## Goal of the exercise
Please quote exactly the lines below from the line containing "it was kept." to the line containing "let entry = Entry", both lines included, and nothing else.

(Stored items)
------------
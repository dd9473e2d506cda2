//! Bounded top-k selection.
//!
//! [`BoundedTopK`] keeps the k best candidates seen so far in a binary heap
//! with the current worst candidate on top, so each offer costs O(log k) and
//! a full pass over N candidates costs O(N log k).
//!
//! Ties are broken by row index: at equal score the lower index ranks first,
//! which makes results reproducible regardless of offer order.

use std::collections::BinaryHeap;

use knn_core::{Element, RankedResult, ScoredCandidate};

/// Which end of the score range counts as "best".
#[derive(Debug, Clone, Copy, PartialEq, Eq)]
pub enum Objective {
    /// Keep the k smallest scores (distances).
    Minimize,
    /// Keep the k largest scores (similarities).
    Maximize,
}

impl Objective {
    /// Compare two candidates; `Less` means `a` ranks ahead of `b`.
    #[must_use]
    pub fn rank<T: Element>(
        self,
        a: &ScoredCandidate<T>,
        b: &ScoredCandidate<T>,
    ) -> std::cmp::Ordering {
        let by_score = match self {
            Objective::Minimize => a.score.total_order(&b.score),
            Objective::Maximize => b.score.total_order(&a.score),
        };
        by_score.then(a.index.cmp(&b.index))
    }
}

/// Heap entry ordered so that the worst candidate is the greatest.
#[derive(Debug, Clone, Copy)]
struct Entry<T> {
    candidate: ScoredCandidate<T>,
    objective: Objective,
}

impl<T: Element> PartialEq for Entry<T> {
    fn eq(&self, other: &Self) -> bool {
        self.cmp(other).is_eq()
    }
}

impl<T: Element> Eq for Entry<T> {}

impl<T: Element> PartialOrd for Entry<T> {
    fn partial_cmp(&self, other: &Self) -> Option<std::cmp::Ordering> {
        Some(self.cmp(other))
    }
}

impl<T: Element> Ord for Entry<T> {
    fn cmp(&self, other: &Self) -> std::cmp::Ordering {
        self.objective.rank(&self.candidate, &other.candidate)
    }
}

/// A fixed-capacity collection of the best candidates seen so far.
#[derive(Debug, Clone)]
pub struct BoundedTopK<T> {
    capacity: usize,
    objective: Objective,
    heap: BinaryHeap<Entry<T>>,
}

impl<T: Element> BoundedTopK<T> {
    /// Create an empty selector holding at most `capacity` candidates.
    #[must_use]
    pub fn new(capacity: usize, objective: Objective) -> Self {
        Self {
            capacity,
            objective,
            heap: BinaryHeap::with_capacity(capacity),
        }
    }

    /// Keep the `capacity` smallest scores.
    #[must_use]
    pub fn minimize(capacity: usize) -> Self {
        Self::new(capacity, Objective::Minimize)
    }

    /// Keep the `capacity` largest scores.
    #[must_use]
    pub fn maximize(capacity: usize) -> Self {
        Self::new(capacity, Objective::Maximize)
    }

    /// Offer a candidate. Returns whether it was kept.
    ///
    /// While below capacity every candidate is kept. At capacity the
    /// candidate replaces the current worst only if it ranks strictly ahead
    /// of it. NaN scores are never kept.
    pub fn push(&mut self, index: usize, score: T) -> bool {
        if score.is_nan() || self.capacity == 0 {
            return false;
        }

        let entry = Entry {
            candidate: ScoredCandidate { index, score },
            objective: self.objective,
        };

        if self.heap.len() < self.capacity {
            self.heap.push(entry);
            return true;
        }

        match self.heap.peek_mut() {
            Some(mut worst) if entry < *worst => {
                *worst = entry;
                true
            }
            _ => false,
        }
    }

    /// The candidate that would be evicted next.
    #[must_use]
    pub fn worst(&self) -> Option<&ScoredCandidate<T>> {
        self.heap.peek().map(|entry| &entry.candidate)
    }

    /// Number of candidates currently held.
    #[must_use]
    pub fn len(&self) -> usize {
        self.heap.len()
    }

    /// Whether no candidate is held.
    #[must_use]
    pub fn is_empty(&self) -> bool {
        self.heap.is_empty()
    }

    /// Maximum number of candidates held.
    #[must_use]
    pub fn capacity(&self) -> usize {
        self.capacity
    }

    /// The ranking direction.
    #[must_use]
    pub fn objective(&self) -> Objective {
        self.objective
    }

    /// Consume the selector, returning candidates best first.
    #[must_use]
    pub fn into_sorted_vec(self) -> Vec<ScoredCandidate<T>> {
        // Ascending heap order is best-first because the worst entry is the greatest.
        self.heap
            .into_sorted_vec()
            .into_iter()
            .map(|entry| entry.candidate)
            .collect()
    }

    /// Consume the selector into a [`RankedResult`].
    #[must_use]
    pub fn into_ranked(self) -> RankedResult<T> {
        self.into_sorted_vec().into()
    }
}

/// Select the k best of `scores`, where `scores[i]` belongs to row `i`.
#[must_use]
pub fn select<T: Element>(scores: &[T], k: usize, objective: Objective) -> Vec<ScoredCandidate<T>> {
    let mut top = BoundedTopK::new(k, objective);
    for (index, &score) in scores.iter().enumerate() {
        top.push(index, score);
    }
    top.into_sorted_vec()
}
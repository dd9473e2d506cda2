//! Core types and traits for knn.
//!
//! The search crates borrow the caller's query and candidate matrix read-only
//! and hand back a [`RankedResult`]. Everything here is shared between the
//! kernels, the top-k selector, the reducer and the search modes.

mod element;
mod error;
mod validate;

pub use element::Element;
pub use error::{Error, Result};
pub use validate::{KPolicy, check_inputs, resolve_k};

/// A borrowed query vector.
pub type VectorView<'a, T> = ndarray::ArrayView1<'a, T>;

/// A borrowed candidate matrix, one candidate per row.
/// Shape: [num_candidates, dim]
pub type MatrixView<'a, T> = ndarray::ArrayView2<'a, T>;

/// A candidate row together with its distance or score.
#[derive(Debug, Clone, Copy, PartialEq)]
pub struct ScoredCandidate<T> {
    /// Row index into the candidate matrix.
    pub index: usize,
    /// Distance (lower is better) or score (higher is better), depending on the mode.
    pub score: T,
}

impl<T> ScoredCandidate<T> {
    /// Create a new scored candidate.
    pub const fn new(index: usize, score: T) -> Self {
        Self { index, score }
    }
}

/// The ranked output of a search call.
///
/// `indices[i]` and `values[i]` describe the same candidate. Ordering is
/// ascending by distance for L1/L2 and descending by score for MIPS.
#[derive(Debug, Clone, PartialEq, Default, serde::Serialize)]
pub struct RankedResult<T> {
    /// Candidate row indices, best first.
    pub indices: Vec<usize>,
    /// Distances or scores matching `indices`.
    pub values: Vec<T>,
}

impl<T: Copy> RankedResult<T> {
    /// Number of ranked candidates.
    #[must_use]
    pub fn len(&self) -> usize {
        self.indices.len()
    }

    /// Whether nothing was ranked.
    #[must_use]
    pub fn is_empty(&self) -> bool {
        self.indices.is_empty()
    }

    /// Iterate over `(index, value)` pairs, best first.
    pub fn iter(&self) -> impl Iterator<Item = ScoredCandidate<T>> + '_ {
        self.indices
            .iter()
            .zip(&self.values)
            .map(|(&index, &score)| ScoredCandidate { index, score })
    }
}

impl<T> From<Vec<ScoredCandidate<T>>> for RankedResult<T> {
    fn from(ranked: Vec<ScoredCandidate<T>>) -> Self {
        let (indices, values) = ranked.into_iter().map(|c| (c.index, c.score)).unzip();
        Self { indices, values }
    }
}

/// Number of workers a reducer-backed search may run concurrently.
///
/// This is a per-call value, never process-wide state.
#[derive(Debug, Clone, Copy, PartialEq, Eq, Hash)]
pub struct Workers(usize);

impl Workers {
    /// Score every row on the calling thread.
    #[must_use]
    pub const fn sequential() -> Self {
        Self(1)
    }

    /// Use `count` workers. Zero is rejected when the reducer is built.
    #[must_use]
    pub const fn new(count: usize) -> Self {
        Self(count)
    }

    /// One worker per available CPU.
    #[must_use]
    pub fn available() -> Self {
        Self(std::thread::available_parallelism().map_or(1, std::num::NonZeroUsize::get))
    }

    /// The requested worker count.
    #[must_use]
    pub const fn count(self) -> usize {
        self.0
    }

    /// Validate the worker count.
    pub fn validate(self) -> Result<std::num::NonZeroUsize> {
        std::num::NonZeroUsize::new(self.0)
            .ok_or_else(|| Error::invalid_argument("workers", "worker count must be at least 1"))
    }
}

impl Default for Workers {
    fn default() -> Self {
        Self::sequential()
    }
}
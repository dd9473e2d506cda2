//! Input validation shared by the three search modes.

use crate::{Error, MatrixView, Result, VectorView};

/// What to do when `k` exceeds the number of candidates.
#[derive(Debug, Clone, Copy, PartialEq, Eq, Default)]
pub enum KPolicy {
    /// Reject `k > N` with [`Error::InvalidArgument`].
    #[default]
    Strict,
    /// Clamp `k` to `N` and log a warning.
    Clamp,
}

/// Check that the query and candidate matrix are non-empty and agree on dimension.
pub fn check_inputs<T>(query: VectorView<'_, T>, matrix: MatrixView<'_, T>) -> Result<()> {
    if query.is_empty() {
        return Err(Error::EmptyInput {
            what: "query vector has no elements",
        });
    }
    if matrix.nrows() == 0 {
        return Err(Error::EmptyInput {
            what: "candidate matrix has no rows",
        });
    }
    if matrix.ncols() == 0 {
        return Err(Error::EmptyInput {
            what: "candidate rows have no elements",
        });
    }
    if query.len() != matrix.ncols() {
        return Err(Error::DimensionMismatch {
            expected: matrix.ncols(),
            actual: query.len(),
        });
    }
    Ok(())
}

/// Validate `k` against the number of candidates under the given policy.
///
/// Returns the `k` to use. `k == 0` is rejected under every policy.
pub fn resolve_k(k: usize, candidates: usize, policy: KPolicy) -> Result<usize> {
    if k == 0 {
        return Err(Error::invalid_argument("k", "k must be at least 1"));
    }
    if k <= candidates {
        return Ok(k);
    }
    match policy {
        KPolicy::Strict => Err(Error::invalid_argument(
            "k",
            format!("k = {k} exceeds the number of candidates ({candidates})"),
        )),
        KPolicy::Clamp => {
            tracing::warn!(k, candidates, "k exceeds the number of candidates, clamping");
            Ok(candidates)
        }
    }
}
------------
## Result of the task
    /// Offer a candidate. Returns whether it was kept.
    ///
    /// While below capacity every candidate is kept. At capacity the
    /// candidate replaces the current worst only if it ranks strictly ahead
    /// of it. NaN scores are never kept.
    pub fn push(&mut self, index: usize, score: T) -> bool {
        if score.is_nan() || self.capacity == 0 {
            return false;
        }

        let entry = Entry {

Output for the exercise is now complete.